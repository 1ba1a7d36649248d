//! Endpoint registry with health tracking and dynamic scoring
//!
//! The registry owns one [`Endpoint`] per configured node for the lifetime of
//! the client. Health is driven by probing; request outcomes feed the EWMA
//! latency and success rate that rank endpoints for the strategy layer.

use chrono::{DateTime, Utc};
use parking_lot::Mutex;
use serde::Serialize;
use std::sync::atomic::{AtomicU64, Ordering};
use std::sync::Arc;
use tokio::sync::broadcast;
use tokio::time::Instant;
use tracing::{debug, info, warn};

use crate::rpc_atomics::AtomicEndpointStats;
use crate::rpc_config::EndpointConfig;

/// Health status of an RPC endpoint
#[derive(Debug, Clone, Copy, PartialEq, Eq, Serialize)]
#[serde(rename_all = "snake_case")]
pub enum HealthStatus {
    Healthy,
    /// Failed recent probes but still below the unhealthy threshold
    Degraded,
    /// Excluded from selection until a probe succeeds
    Unhealthy,
}

/// Health change event for propagation
#[derive(Debug, Clone, Serialize)]
pub struct HealthChangeEvent {
    pub url: String,
    pub old_status: HealthStatus,
    pub new_status: HealthStatus,
    pub timestamp: DateTime<Utc>,
}

/// EWMA-based latency tracker for dynamic scoring
#[derive(Debug)]
struct LatencyTracker {
    ewma_latency_ms: Mutex<f64>,
    alpha: f64,
}

impl LatencyTracker {
    fn new(alpha: f64) -> Self {
        Self {
            ewma_latency_ms: Mutex::new(0.0),
            alpha: alpha.clamp(0.01, 0.99),
        }
    }

    fn update(&self, latency_ms: f64) {
        let mut ewma = self.ewma_latency_ms.lock();
        if *ewma == 0.0 {
            *ewma = latency_ms;
        } else {
            *ewma = self.alpha * latency_ms + (1.0 - self.alpha) * *ewma;
        }
    }

    fn get(&self) -> f64 {
        *self.ewma_latency_ms.lock()
    }
}

/// A node descriptor plus its live health and scoring state
#[derive(Debug)]
pub struct Endpoint {
    pub id: usize,
    pub config: EndpointConfig,
    pub stats: AtomicEndpointStats,
    health: Mutex<HealthStatus>,
    last_probe_at: Mutex<Option<Instant>>,
    probe_failures: AtomicU64,
    latency: LatencyTracker,
    dynamic_score: Mutex<f64>,
}

impl Endpoint {
    pub fn new(id: usize, config: EndpointConfig) -> Self {
        let endpoint = Self {
            id,
            config,
            stats: AtomicEndpointStats::new(),
            health: Mutex::new(HealthStatus::Healthy),
            last_probe_at: Mutex::new(None),
            probe_failures: AtomicU64::new(0),
            latency: LatencyTracker::new(0.2),
            dynamic_score: Mutex::new(0.0),
        };
        endpoint.update_dynamic_score();
        endpoint
    }

    pub fn url(&self) -> &str {
        &self.config.url
    }

    /// Breaker key for a call of `method` against this endpoint
    pub fn service_key(&self, method: &str) -> String {
        format!("{}:{}", self.config.url, method)
    }

    pub fn health(&self) -> HealthStatus {
        *self.health.lock()
    }

    pub fn is_selectable(&self) -> bool {
        self.health() != HealthStatus::Unhealthy
    }

    pub fn last_probe_at(&self) -> Option<Instant> {
        *self.last_probe_at.lock()
    }

    pub fn ewma_latency_ms(&self) -> f64 {
        self.latency.get()
    }

    pub fn success_rate(&self) -> f64 {
        self.stats.success_rate()
    }

    pub fn score(&self) -> f64 {
        *self.dynamic_score.lock()
    }

    /// Record request result with latency
    pub fn record_request(&self, success: bool, latency_ms: f64) {
        let latency_us = (latency_ms * 1000.0) as u64;
        if success {
            self.stats.record_success(latency_us);
        } else {
            self.stats.record_failure(latency_us);
        }
        self.latency.update(latency_ms);
        self.update_dynamic_score();
    }

    /// Score formula: base - latency_penalty + success_bonus - failure_penalty + weight_bonus
    fn update_dynamic_score(&self) {
        let mut score = 100.0;

        let latency = self.latency.get();
        score -= (latency / 10.0).min(50.0);

        let success_rate = self.success_rate();
        score += (success_rate - 0.5) * 40.0;

        let consecutive = self.stats.consecutive_errors() as f64;
        score -= (consecutive * 10.0).min(30.0);

        score += ((self.config.weight - 1.0) * 10.0).clamp(-10.0, 20.0);

        let final_score = score.clamp(0.0, 200.0);
        *self.dynamic_score.lock() = final_score;

        debug!(
            url = %self.config.url,
            score = final_score,
            latency = latency,
            success_rate = success_rate,
            consecutive_failures = consecutive,
            "Updated dynamic score"
        );
    }

    pub fn snapshot(&self) -> EndpointSnapshot {
        EndpointSnapshot {
            id: self.id,
            url: self.config.url.clone(),
            health: self.health(),
            score: self.score(),
            ewma_latency_ms: self.ewma_latency_ms(),
            success_rate: self.success_rate(),
            total_requests: self.stats.total_requests(),
            total_errors: self.stats.total_errors(),
            in_flight: self.stats.in_flight(),
            peak_in_flight: self.stats.peak_in_flight(),
            last_latency_ms: self.stats.last_latency_us() as f64 / 1000.0,
            ms_since_last_success: self
                .stats
                .time_since_last_success()
                .map(|d| d.as_millis() as u64),
        }
    }
}

#[derive(Debug, Clone, Serialize)]
pub struct EndpointSnapshot {
    pub id: usize,
    pub url: String,
    pub health: HealthStatus,
    pub score: f64,
    pub ewma_latency_ms: f64,
    pub success_rate: f64,
    pub total_requests: u64,
    pub total_errors: u64,
    pub in_flight: u64,
    pub peak_in_flight: u64,
    pub last_latency_ms: f64,
    pub ms_since_last_success: Option<u64>,
}

/// Fixed set of endpoints, created at startup and never destroyed
pub struct EndpointRegistry {
    endpoints: Vec<Arc<Endpoint>>,
    unhealthy_threshold: u64,
    health_event_tx: broadcast::Sender<HealthChangeEvent>,
}

impl EndpointRegistry {
    pub fn new(configs: &[EndpointConfig], unhealthy_threshold: u32) -> Self {
        let endpoints = configs
            .iter()
            .enumerate()
            .map(|(id, config)| Arc::new(Endpoint::new(id, config.clone())))
            .collect();

        let (health_event_tx, _) = broadcast::channel(100);

        Self {
            endpoints,
            unhealthy_threshold: u64::from(unhealthy_threshold.max(1)),
            health_event_tx,
        }
    }

    pub fn all(&self) -> &[Arc<Endpoint>] {
        &self.endpoints
    }

    pub fn get(&self, id: usize) -> Option<&Arc<Endpoint>> {
        self.endpoints.get(id)
    }

    pub fn len(&self) -> usize {
        self.endpoints.len()
    }

    pub fn is_empty(&self) -> bool {
        self.endpoints.is_empty()
    }

    pub fn unhealthy_count(&self) -> usize {
        self.endpoints.iter().filter(|e| !e.is_selectable()).count()
    }

    /// Subscribe to health change events
    pub fn subscribe_health_events(&self) -> broadcast::Receiver<HealthChangeEvent> {
        self.health_event_tx.subscribe()
    }

    /// Selectable endpoints, best dynamic score first
    pub fn ranked_by_score(&self) -> Vec<Arc<Endpoint>> {
        self.ranked(|a, b| b.score().total_cmp(&a.score()))
    }

    /// Selectable endpoints, lowest EWMA latency first (speed set)
    pub fn ranked_by_latency(&self) -> Vec<Arc<Endpoint>> {
        self.ranked(|a, b| a.ewma_latency_ms().total_cmp(&b.ewma_latency_ms()))
    }

    /// Selectable endpoints, highest success rate first (reliability set)
    pub fn ranked_by_reliability(&self) -> Vec<Arc<Endpoint>> {
        self.ranked(|a, b| {
            b.success_rate()
                .total_cmp(&a.success_rate())
                .then_with(|| b.score().total_cmp(&a.score()))
        })
    }

    fn ranked<F>(&self, compare: F) -> Vec<Arc<Endpoint>>
    where
        F: Fn(&Endpoint, &Endpoint) -> std::cmp::Ordering,
    {
        let mut candidates: Vec<Arc<Endpoint>> = self
            .endpoints
            .iter()
            .filter(|e| e.is_selectable())
            .cloned()
            .collect();
        // Stable sort keeps configuration order among equals
        candidates.sort_by(|a, b| compare(a, b));
        candidates
    }

    /// Apply a probe outcome and emit a health event on change
    pub fn record_probe(&self, endpoint: &Endpoint, success: bool, latency_ms: f64) {
        *endpoint.last_probe_at.lock() = Some(Instant::now());

        let new_status = if success {
            endpoint.probe_failures.store(0, Ordering::Relaxed);
            endpoint.latency.update(latency_ms);
            endpoint.update_dynamic_score();
            HealthStatus::Healthy
        } else {
            let failures = endpoint.probe_failures.fetch_add(1, Ordering::Relaxed) + 1;
            if failures >= self.unhealthy_threshold {
                HealthStatus::Unhealthy
            } else {
                HealthStatus::Degraded
            }
        };

        let old_status = std::mem::replace(&mut *endpoint.health.lock(), new_status);
        if old_status != new_status {
            self.emit_health_event(endpoint.url(), old_status, new_status);
        }
    }

    fn emit_health_event(&self, url: &str, old_status: HealthStatus, new_status: HealthStatus) {
        let event = HealthChangeEvent {
            url: url.to_string(),
            old_status,
            new_status,
            timestamp: Utc::now(),
        };

        // Best effort send - no receivers is fine
        let _ = self.health_event_tx.send(event);

        if new_status == HealthStatus::Unhealthy {
            warn!(url = %url, old = ?old_status, "Endpoint marked unhealthy");
        } else {
            info!(url = %url, old = ?old_status, new = ?new_status, "Health status changed");
        }
    }

    pub fn snapshots(&self) -> Vec<EndpointSnapshot> {
        self.endpoints.iter().map(|e| e.snapshot()).collect()
    }
}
────────────────────────────────────────
Count the lines in the preceding entries that contain the string "tokio", and state only the resulting number.

2